One of the prosecution witnesses in the ongoing corruption trial of three former probation officials seemed to change his testimony so often that a defense attorney asked him, “Are we making this up as we go along?”
Other witnesses wanted to recant earlier statements, forcing prosecutors to “impeach” them. This was done so many times, a juror had to ask the judge what it meant.
And still some witnesses, like former state senator Jack Hart, have testified that they could barely remember anything at all.
Hostile witnesses in white-collar criminal trials are not unusual. But they have been especially plentiful, and vexing, in the trial of former probation commissioner John O’Brien and two of his deputies on charges that they conducted an illegal hiring process within the department, exchanging jobs to politically connected candidates for legislative favor.
Legal analysts say that hostile witnesses are characteristic of the type of white-collar trial that is playing out in the federal courthouse in Boston, in which prosecutors are basing their case on a complex legal theory. Witnesses will either embrace the theory that crimes were committed or reject it.
“This is why we have trials,” said Stephen G. Huggard, a defense attorney with Edwards Wildman and a former federal prosecutor and former head of the US attorney’s public corruption unit in Boston.
“If you’re asking someone to testify in a case, and they don’t think it’s a crime, they’re going to be a difficult witness,” Huggard said.
‘Juries can be just as impressed by testimony that is evasive, that’s not responsive, that’s inflammatory, and you try to elicit that from the witness.’
And difficult witnesses pose challenges for lawyers on both sides of the case.
“How can you use a witness to support your position, if you’re fighting with the witness to get your point across?” said Thomas Drechsler, a trial attorney in Boston.
Martin Weinberg, a Boston defense attorney, said jurors can tell when witnesses aren’t being cooperative, and the goal for the lawyers in the case is to make sure the witness looks aggressive, not the questioner.
“You don’t need the words, the testimony,” Weinberg said. “Juries can be just as impressed by testimony that is evasive, that’s not responsive, that’s inflammatory, and you try to elicit that from the witness.”
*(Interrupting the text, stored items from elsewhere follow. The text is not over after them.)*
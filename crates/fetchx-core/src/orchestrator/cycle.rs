//! One rotation cycle and one provider page.

use crate::config::TransferFailurePolicy;
use crate::control::ControlToken;
use crate::events::{JobEvent, ProgressStats};
use crate::job::{JobState, PauseReason};
use crate::metadata::PageRequest;
use crate::paths;
use crate::provider::Provider;
use crate::rotation::RotationScheduler;
use crate::transfer::TransferOutcome;

use super::{Halt, Orchestrator};

impl Orchestrator {
    /// Visit up to `visits` providers, one page each.
    pub(super) async fn run_cycle(
        &self,
        job: &mut JobState,
        sched: &RotationScheduler<'_>,
        visits: usize,
        token: &mut ControlToken,
    ) -> Result<(), Halt> {
        for _ in 0..visits {
            if job.target_reached() {
                break;
            }
            if let Some(halt) = Halt::from_signal(token.current()) {
                return Err(halt);
            }
            let Ok(provider) = sched.next(job) else {
                break;
            };
            // A halt inside the page leaves the cursor on this provider so a
            // resume continues the same page.
            self.serve_page(job, provider, token).await?;
            sched.advance(job);
            self.checkpoint(job, token).await?;
        }
        Ok(())
    }

    /// Fetch the provider's next page and transfer its items in order.
    async fn serve_page(&self, job: &mut JobState, provider: Provider, token: &mut ControlToken) -> Result<(), Halt> {
        let Some(state) = job.providers.get(&provider) else {
            return Ok(());
        };
        let req = PageRequest {
            provider,
            media_type: job.media_type,
            query: job.query.clone(),
            page: state.page,
            per_page: state.per_page,
        };
        let start = state.offset as usize;

        let page = match self.metadata.fetch_page(&req, token).await {
            Ok(page) => page,
            Err(e) => {
                // Retries were cut short; the same page is requested on resume.
                if let Some(halt) = Halt::from_signal(token.current()) {
                    tracing::debug!(%provider, page = req.page, "fetch abandoned: {}", e);
                    return Err(halt);
                }
                tracing::warn!(%provider, page = req.page, "skipping provider this cycle: {}", e);
                return Ok(());
            }
        };
        if page.is_end_of_results() {
            tracing::info!(%provider, page = req.page, "end of results; provider exhausted");
            set_exhausted(job, provider);
            return Ok(());
        }
        tracing::debug!(%provider, page = req.page, items = page.items.len(), resume_at = start, "serving page");

        let caps = self.catalog.caps(provider);
        for (idx, item) in page.items.iter().enumerate().skip(start) {
            if job.target_reached() {
                set_offset(job, provider, idx);
                return Ok(());
            }
            if let Some(halt) = Halt::from_signal(token.current()) {
                set_offset(job, provider, idx);
                return Err(halt);
            }
            if let Some(state) = job.providers.get(&provider) {
                if caps.reached(state.page, state.downloaded) {
                    tracing::info!(%provider, downloaded = state.downloaded, "provider cap reached mid-page");
                    set_offset(job, provider, idx);
                    set_exhausted(job, provider);
                    return Ok(());
                }
            }

            let (Some(id), Some(url)) = (item.id.as_deref(), item.url.as_deref()) else {
                tracing::debug!(%provider, index = idx, "item without id or url; skipped");
                set_offset(job, provider, idx + 1);
                continue;
            };
            let dest = paths::destination(&job.query, provider, id, job.media_type);

            match self.transfers.transfer(url, &dest, token).await {
                Ok(outcome) => {
                    if let TransferOutcome::Completed(Some(path)) = &outcome {
                        tracing::debug!(%provider, id, path = %path.display(), "item transferred");
                    }
                    job.record_success(provider);
                    set_offset(job, provider, idx + 1);
                    self.checkpoint(job, token).await?;
                    self.events.emit(JobEvent::Progress(ProgressStats::from_job(job)));
                }
                Err(e) => {
                    // Retries were cut short; the item is attempted again on resume.
                    if let Some(halt) = Halt::from_signal(token.current()) {
                        tracing::debug!(%provider, id, "transfer abandoned: {}", e);
                        set_offset(job, provider, idx);
                        return Err(halt);
                    }
                    match self.settings.failure_policy {
                        TransferFailurePolicy::SkipItem => {
                            tracing::warn!(%provider, id, "transfer failed, skipping item: {}", e);
                            set_offset(job, provider, idx + 1);
                        }
                        TransferFailurePolicy::PauseJob => {
                            tracing::warn!(%provider, id, "transfer failed, pausing job: {}", e);
                            // The failed item is retried on resume.
                            set_offset(job, provider, idx);
                            return Err(Halt::Pause(PauseReason::TransferFailed));
                        }
                    }
                }
            }
            token.sleep(self.settings.item_delay).await;
        }

        if let Some(state) = job.providers.get_mut(&provider) {
            state.finish_page();
        }
        token.sleep(self.settings.page_delay).await;
        Ok(())
    }
}

fn set_offset(job: &mut JobState, provider: Provider, offset: usize) {
    if let Some(state) = job.providers.get_mut(&provider) {
        state.offset = u32::try_from(offset).unwrap_or(u32::MAX);
    }
}

fn set_exhausted(job: &mut JobState, provider: Provider) {
    if let Some(state) = job.providers.get_mut(&provider) {
        state.mark_exhausted();
    }
}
He added, “The goal is . . . to get the jury to understand that the witness, because of their bias . . . is not looking the jury in the eye and telling them the honest truth.”
O’Brien, the Probation Department commissioner from 1998 to 2010, and deputies Elizabeth Tavares and William Burke III face up to 20 years if convicted of charges including racketeering and mail fraud. Prosecutors have accused them of running the department like a criminal enterprise by hiring job candidates sponsored by legislators over more qualified applicants, effectively bribing them for legislative favors.
Defense lawyers contend that their clients did nothing illegal, saying the department’s hiring was political patronage typical of Beacon Hill.
Throughout the trial, witnesses have used their testimony to declare their own views on the case. Legislators who have testified, for instance, said they saw nothing wrong with recommending candidates for jobs.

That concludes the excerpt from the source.